┏━━

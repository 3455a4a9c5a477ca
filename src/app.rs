use crate::lists::ItemList;
use crate::models::{AppData, Distraction, ItemId, Mode, Quest, Settings};
use crate::notify::{DesktopNotifier, NotifyRequest};
use crate::sound::{SoundEvent, SoundNotifier};
use crate::storage::Storage;
use crate::timer::{Expiry, TimerEngine};
use crate::utils::parse_minutes;
use anyhow::Result;
use chrono::{DateTime, Utc};

pub const STATUS_IDLE: &str = "PRESS START TO BEGIN QUEST";
pub const STATUS_FOCUS: &str = "FOCUS MODE ACTIVE";
pub const STATUS_REST: &str = "REST MODE ACTIVE";
pub const STATUS_FOCUS_DONE: &str = "QUEST COMPLETE! TIME TO REST";
pub const STATUS_REST_DONE: &str = "BREAK OVER! READY FOR NEW QUEST";

/// Owns all application state. Every mutation is written to storage before
/// the method returns; rendering only ever borrows `&App`.
pub struct App {
    storage: Storage,
    settings: Settings,
    total_focus_mins: u64,
    quests: ItemList<Quest>,
    distractions: ItemList<Distraction>,
    timer: TimerEngine,
    status: &'static str,
    sound: SoundNotifier,
    notifier: DesktopNotifier,
}

impl App {
    pub fn new(storage: Storage, sound: SoundNotifier, notifier: DesktopNotifier) -> Self {
        let AppData {
            settings,
            total_focus_mins,
            quests,
            distractions,
        } = storage.load_all();
        let settings = settings.sanitized();

        tracing::info!(
            dir = %storage.dir().display(),
            quests = quests.len(),
            distractions = distractions.len(),
            total_focus_mins,
            "state loaded"
        );

        Self {
            storage,
            settings,
            total_focus_mins,
            quests: ItemList::from_items(quests),
            distractions: ItemList::from_items(distractions),
            timer: TimerEngine::new(settings.focus_duration_mins),
            status: STATUS_IDLE,
            sound,
            notifier,
        }
    }

    pub fn settings(&self) -> &Settings {
        &self.settings
    }

    pub fn total_focus_mins(&self) -> u64 {
        self.total_focus_mins
    }

    pub fn quests(&self) -> &ItemList<Quest> {
        &self.quests
    }

    pub fn distractions(&self) -> &ItemList<Distraction> {
        &self.distractions
    }

    pub fn timer(&self) -> &TimerEngine {
        &self.timer
    }

    pub fn status(&self) -> &str {
        self.status
    }

    pub fn start_focus(&mut self, now: DateTime<Utc>) {
        self.start(Mode::Focus, now);
    }

    pub fn start_rest(&mut self, now: DateTime<Utc>) {
        self.start(Mode::Rest, now);
    }

    fn start(&mut self, mode: Mode, now: DateTime<Utc>) {
        self.timer.stop();
        self.sound.play(match mode {
            Mode::Focus => SoundEvent::StartFocus,
            Mode::Rest => SoundEvent::StartRest,
        });

        self.persist("settings", |s, app| s.save_settings(&app.settings));
        self.timer.start(mode, self.settings.duration_for(mode), now);
        self.status = match mode {
            Mode::Focus => STATUS_FOCUS,
            Mode::Rest => STATUS_REST,
        };
    }

    pub fn reset(&mut self) {
        self.timer.reset(self.settings.focus_duration_mins);
        self.sound.play(SoundEvent::Reset);
        self.status = STATUS_IDLE;
    }

    /// Applies a typed focus duration; bad input becomes the default.
    pub fn set_focus_duration(&mut self, input: &str) -> u32 {
        self.set_duration(Mode::Focus, input)
    }

    pub fn set_rest_duration(&mut self, input: &str) -> u32 {
        self.set_duration(Mode::Rest, input)
    }

    fn set_duration(&mut self, mode: Mode, input: &str) -> u32 {
        let mins = parse_minutes(input, mode.default_minutes());
        match mode {
            Mode::Focus => self.settings.focus_duration_mins = mins,
            Mode::Rest => self.settings.rest_duration_mins = mins,
        }
        self.persist("settings", |s, app| s.save_settings(&app.settings));
        self.timer.set_idle_duration(mode, mins);
        tracing::info!(?mode, mins, "duration updated");
        mins
    }

    /// Periodic recompute of the countdown. Handles expiry when it happens.
    pub fn tick(&mut self, now: DateTime<Utc>) -> Option<Expiry> {
        let expiry = self.timer.tick(now)?;
        self.sound.play(SoundEvent::TimerComplete);

        match expiry.mode {
            Mode::Focus => {
                self.total_focus_mins += u64::from(expiry.duration_mins);
                self.persist("total focus", |s, app| {
                    s.save_total_focus(app.total_focus_mins)
                });
                self.status = STATUS_FOCUS_DONE;
            }
            Mode::Rest => self.status = STATUS_REST_DONE,
        }
        self.notifier.notify(&NotifyRequest::for_expiry(expiry.mode));

        Some(expiry)
    }

    pub fn add_quest(&mut self, title: &str, now: DateTime<Utc>) -> Option<ItemId> {
        let id = self.quests.add(title, now)?.id.clone();
        self.persist("quests", |s, app| s.save_quests(app.quests.as_slice()));
        self.sound.play(SoundEvent::AddItem);
        Some(id)
    }

    pub fn toggle_quest(&mut self, id: &ItemId) -> Option<bool> {
        let completed = self.quests.toggle(id)?;
        self.persist("quests", |s, app| s.save_quests(app.quests.as_slice()));
        self.sound.play(if completed {
            SoundEvent::QuestComplete
        } else {
            SoundEvent::QuestUncomplete
        });
        Some(completed)
    }

    pub fn set_quest_progress(&mut self, id: &ItemId, value: i32) -> Option<bool> {
        let completed = self.quests.set_progress(id, value)?;
        self.persist("quests", |s, app| s.save_quests(app.quests.as_slice()));
        Some(completed)
    }

    pub fn remove_quest(&mut self, id: &ItemId) -> bool {
        if !self.quests.remove(id) {
            return false;
        }
        self.persist("quests", |s, app| s.save_quests(app.quests.as_slice()));
        self.sound.play(SoundEvent::DeleteItem);
        true
    }

    pub fn add_distraction(&mut self, text: &str, now: DateTime<Utc>) -> Option<ItemId> {
        let id = self.distractions.add(text, now)?.id.clone();
        self.persist("distractions", |s, app| {
            s.save_distractions(app.distractions.as_slice())
        });
        self.sound.play(SoundEvent::AddItem);
        Some(id)
    }

    pub fn toggle_distraction(&mut self, id: &ItemId) -> Option<bool> {
        let crossed = self.distractions.toggle(id)?;
        self.persist("distractions", |s, app| {
            s.save_distractions(app.distractions.as_slice())
        });
        self.sound.play(SoundEvent::ToggleCross);
        Some(crossed)
    }

    pub fn remove_distraction(&mut self, id: &ItemId) -> bool {
        if !self.distractions.remove(id) {
            return false;
        }
        self.persist("distractions", |s, app| {
            s.save_distractions(app.distractions.as_slice())
        });
        self.sound.play(SoundEvent::DeleteItem);
        true
    }

    pub fn click(&mut self) {
        self.sound.play(SoundEvent::Click);
    }

    /// Snapshot of everything persisted, e.g. for a final save on exit.
    pub fn data(&self) -> AppData {
        AppData {
            settings: self.settings,
            total_focus_mins: self.total_focus_mins,
            quests: self.quests.as_slice().to_vec(),
            distractions: self.distractions.as_slice().to_vec(),
        }
    }

    pub fn save_all(&self) -> Result<()> {
        self.storage.save_all(&self.data())
    }

    fn persist<F>(&self, record: &str, write: F)
    where
        F: FnOnce(&Storage, &Self) -> Result<()>,
    {
        if let Err(err) = write(&self.storage, self) {
            tracing::warn!(record, err = %err, "write-through failed");
        }
    }
}

#[cfg(test)]
mod tests {
    use super::*;
    use crate::sound::testing::RecordingSink;
    use crate::timer::Phase;
    use chrono::{Duration, TimeZone};
    use tempfile::{tempdir, TempDir};

    fn t0() -> DateTime<Utc> {
        Utc.with_ymd_and_hms(2024, 1, 1, 10, 0, 0).unwrap()
    }

    fn setup() -> (App, RecordingSink, TempDir) {
        let dir = tempdir().unwrap();
        let sink = RecordingSink::default();
        let app = App::new(
            Storage::from_dir(dir.path().to_path_buf()),
            SoundNotifier::new(Box::new(sink.clone())),
            DesktopNotifier::new(false),
        );
        (app, sink, dir)
    }

    fn reload(dir: &TempDir) -> AppData {
        Storage::from_dir(dir.path().to_path_buf()).load_all()
    }

    fn played(sink: &RecordingSink) -> usize {
        sink.played.borrow().len()
    }

    #[test]
    fn test_initial_state() {
        let (app, _, _dir) = setup();
        assert_eq!(app.status(), STATUS_IDLE);
        assert_eq!(app.timer().remaining_secs(), 25 * 60);
        assert_eq!(app.timer().mode(), Mode::Focus);
        assert!(!app.timer().is_running());
        assert_eq!(app.total_focus_mins(), 0);
    }

    #[test]
    fn test_focus_session_expires_and_accumulates() {
        let (mut app, sink, dir) = setup();
        app.set_focus_duration("1");
        app.start_focus(t0());
        assert_eq!(app.status(), STATUS_FOCUS);
        assert_eq!(app.timer().remaining_secs(), 60);

        assert!(app.tick(t0() + Duration::seconds(30)).is_none());
        assert_eq!(app.total_focus_mins(), 0);

        let expiry = app.tick(t0() + Duration::seconds(60)).unwrap();
        assert_eq!(expiry.mode, Mode::Focus);
        assert_eq!(app.timer().phase(), Phase::Expired);
        assert_eq!(app.total_focus_mins(), 1);
        assert_eq!(app.status(), STATUS_FOCUS_DONE);
        assert_eq!(
            sink.played.borrow().last().unwrap(),
            SoundEvent::TimerComplete.notes()
        );

        // Only once per expiry.
        assert!(app.tick(t0() + Duration::seconds(120)).is_none());
        assert_eq!(app.total_focus_mins(), 1);

        assert_eq!(reload(&dir).total_focus_mins, 1);
    }

    #[test]
    fn test_expiry_adds_duration_the_countdown_started_with() {
        let (mut app, _, _dir) = setup();
        app.set_focus_duration("2");
        app.start_focus(t0());
        // Editing the setting mid-run does not change what this run earns.
        app.set_focus_duration("50");

        app.tick(t0() + Duration::minutes(2));
        assert_eq!(app.total_focus_mins(), 2);
    }

    #[test]
    fn test_rest_expiry_does_not_count_focus() {
        let (mut app, _, _dir) = setup();
        app.start_rest(t0());
        assert_eq!(app.status(), STATUS_REST);

        let expiry = app.tick(t0() + Duration::minutes(5)).unwrap();
        assert_eq!(expiry.mode, Mode::Rest);
        assert_eq!(app.total_focus_mins(), 0);
        assert_eq!(app.status(), STATUS_REST_DONE);
        assert!(!app.timer().is_running());
    }

    #[test]
    fn test_switching_modes_restarts_from_configured_duration() {
        let (mut app, _, _dir) = setup();
        app.start_focus(t0());
        app.tick(t0() + Duration::minutes(10));

        app.start_rest(t0() + Duration::minutes(10));
        app.start_focus(t0() + Duration::minutes(11));
        assert_eq!(app.timer().remaining_secs(), 25 * 60);
    }

    #[test]
    fn test_reset_after_running() {
        let (mut app, _, _dir) = setup();
        app.start_rest(t0());
        app.reset();

        assert_eq!(app.status(), STATUS_IDLE);
        assert_eq!(app.timer().mode(), Mode::Focus);
        assert_eq!(app.timer().remaining_secs(), 25 * 60);
        assert!(app.tick(t0() + Duration::hours(1)).is_none());
    }

    #[test]
    fn test_invalid_duration_input_uses_default() {
        let (mut app, _, dir) = setup();
        assert_eq!(app.set_focus_duration("abc"), 25);
        assert_eq!(app.set_rest_duration("0"), 5);
        assert_eq!(app.set_rest_duration("12"), 12);

        let settings = reload(&dir).settings;
        assert_eq!(settings.focus_duration_mins, 25);
        assert_eq!(settings.rest_duration_mins, 12);
    }

    #[test]
    fn test_duration_edit_updates_idle_display() {
        let (mut app, _, _dir) = setup();
        app.set_focus_duration("40");
        assert_eq!(app.timer().remaining_secs(), 40 * 60);

        app.set_rest_duration("10");
        assert_eq!(app.timer().remaining_secs(), 40 * 60);
    }

    #[test]
    fn test_quest_scenario() {
        let (mut app, _, dir) = setup();
        let id = app.add_quest("Write report", t0()).unwrap();

        assert_eq!(app.toggle_quest(&id), Some(true));
        let quest = app.quests().get(&id).unwrap();
        assert!(quest.completed);
        assert_eq!(quest.progress, 100);
        assert_eq!(reload(&dir).quests[0].progress, 100);

        assert_eq!(app.toggle_quest(&id), Some(false));
        let quest = app.quests().get(&id).unwrap();
        assert!(!quest.completed);
        assert_eq!(quest.progress, 0);
        assert!(!reload(&dir).quests[0].completed);
    }

    #[test]
    fn test_quest_progress_is_written_through() {
        let (mut app, _, dir) = setup();
        let id = app.add_quest("Write report", t0()).unwrap();

        assert_eq!(app.set_quest_progress(&id, 60), Some(false));
        assert_eq!(reload(&dir).quests[0].progress, 60);

        assert_eq!(app.set_quest_progress(&id, 100), Some(true));
        assert!(reload(&dir).quests[0].completed);
    }

    #[test]
    fn test_noops_do_not_write_or_play() {
        let (mut app, sink, dir) = setup();
        assert!(app.add_quest("   ", t0()).is_none());
        assert!(app.add_distraction("", t0()).is_none());
        let missing = ItemId::from("missing");
        assert!(app.toggle_quest(&missing).is_none());
        assert!(app.toggle_distraction(&missing).is_none());
        assert!(app.set_quest_progress(&missing, 50).is_none());
        assert!(!app.remove_quest(&missing));
        assert!(!app.remove_distraction(&missing));

        assert_eq!(played(&sink), 0);
        assert!(!dir.path().join("quests.json").exists());
        assert!(!dir.path().join("distractions.json").exists());
    }

    #[test]
    fn test_distraction_lifecycle() {
        let (mut app, sink, dir) = setup();
        let id = app.add_distraction("check email", t0()).unwrap();
        assert_eq!(app.toggle_distraction(&id), Some(true));
        assert!(reload(&dir).distractions[0].crossed);

        assert!(app.remove_distraction(&id));
        assert!(app.distractions().is_empty());
        assert!(reload(&dir).distractions.is_empty());

        let sounds = sink.played.borrow();
        assert_eq!(sounds[0], SoundEvent::AddItem.notes());
        assert_eq!(sounds[1], SoundEvent::ToggleCross.notes());
        assert_eq!(sounds[2], SoundEvent::DeleteItem.notes());
    }

    #[test]
    fn test_state_survives_restart() {
        let (mut app, _, dir) = setup();
        app.set_focus_duration("45");
        app.add_quest("Write report", t0());
        app.add_distraction("phone", t0());
        drop(app);

        let app = App::new(
            Storage::from_dir(dir.path().to_path_buf()),
            SoundNotifier::from_config(false),
            DesktopNotifier::new(false),
        );
        assert_eq!(app.settings().focus_duration_mins, 45);
        assert_eq!(app.timer().remaining_secs(), 45 * 60);
        assert_eq!(app.quests().len(), 1);
        assert_eq!(app.distractions().len(), 1);
    }
}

┗━━

EXERCISE GOAL:
With the line that has "pub fn click(&mut" as the first and the line that has "fn setup() ->" as the last, repeat exactly that run of lines above and no more.

ANSWER TO THE PROBLEM:
    pub fn click(&mut self) {
        self.sound.play(SoundEvent::Click);
    }

    /// Snapshot of everything persisted, e.g. for a final save on exit.
    pub fn data(&self) -> AppData {
        AppData {
            settings: self.settings,
            total_focus_mins: self.total_focus_mins,
            quests: self.quests.as_slice().to_vec(),
            distractions: self.distractions.as_slice().to_vec(),
        }
    }

    pub fn save_all(&self) -> Result<()> {
        self.storage.save_all(&self.data())
    }

    fn persist<F>(&self, record: &str, write: F)
    where
        F: FnOnce(&Storage, &Self) -> Result<()>,
    {
        if let Err(err) = write(&self.storage, self) {
            tracing::warn!(record, err = %err, "write-through failed");
        }
    }
}

#[cfg(test)]
mod tests {
    use super::*;
    use crate::sound::testing::RecordingSink;
    use crate::timer::Phase;
    use chrono::{Duration, TimeZone};
    use tempfile::{tempdir, TempDir};

    fn t0() -> DateTime<Utc> {
        Utc.with_ymd_and_hms(2024, 1, 1, 10, 0, 0).unwrap()
    }

    fn setup() -> (App, RecordingSink, TempDir) {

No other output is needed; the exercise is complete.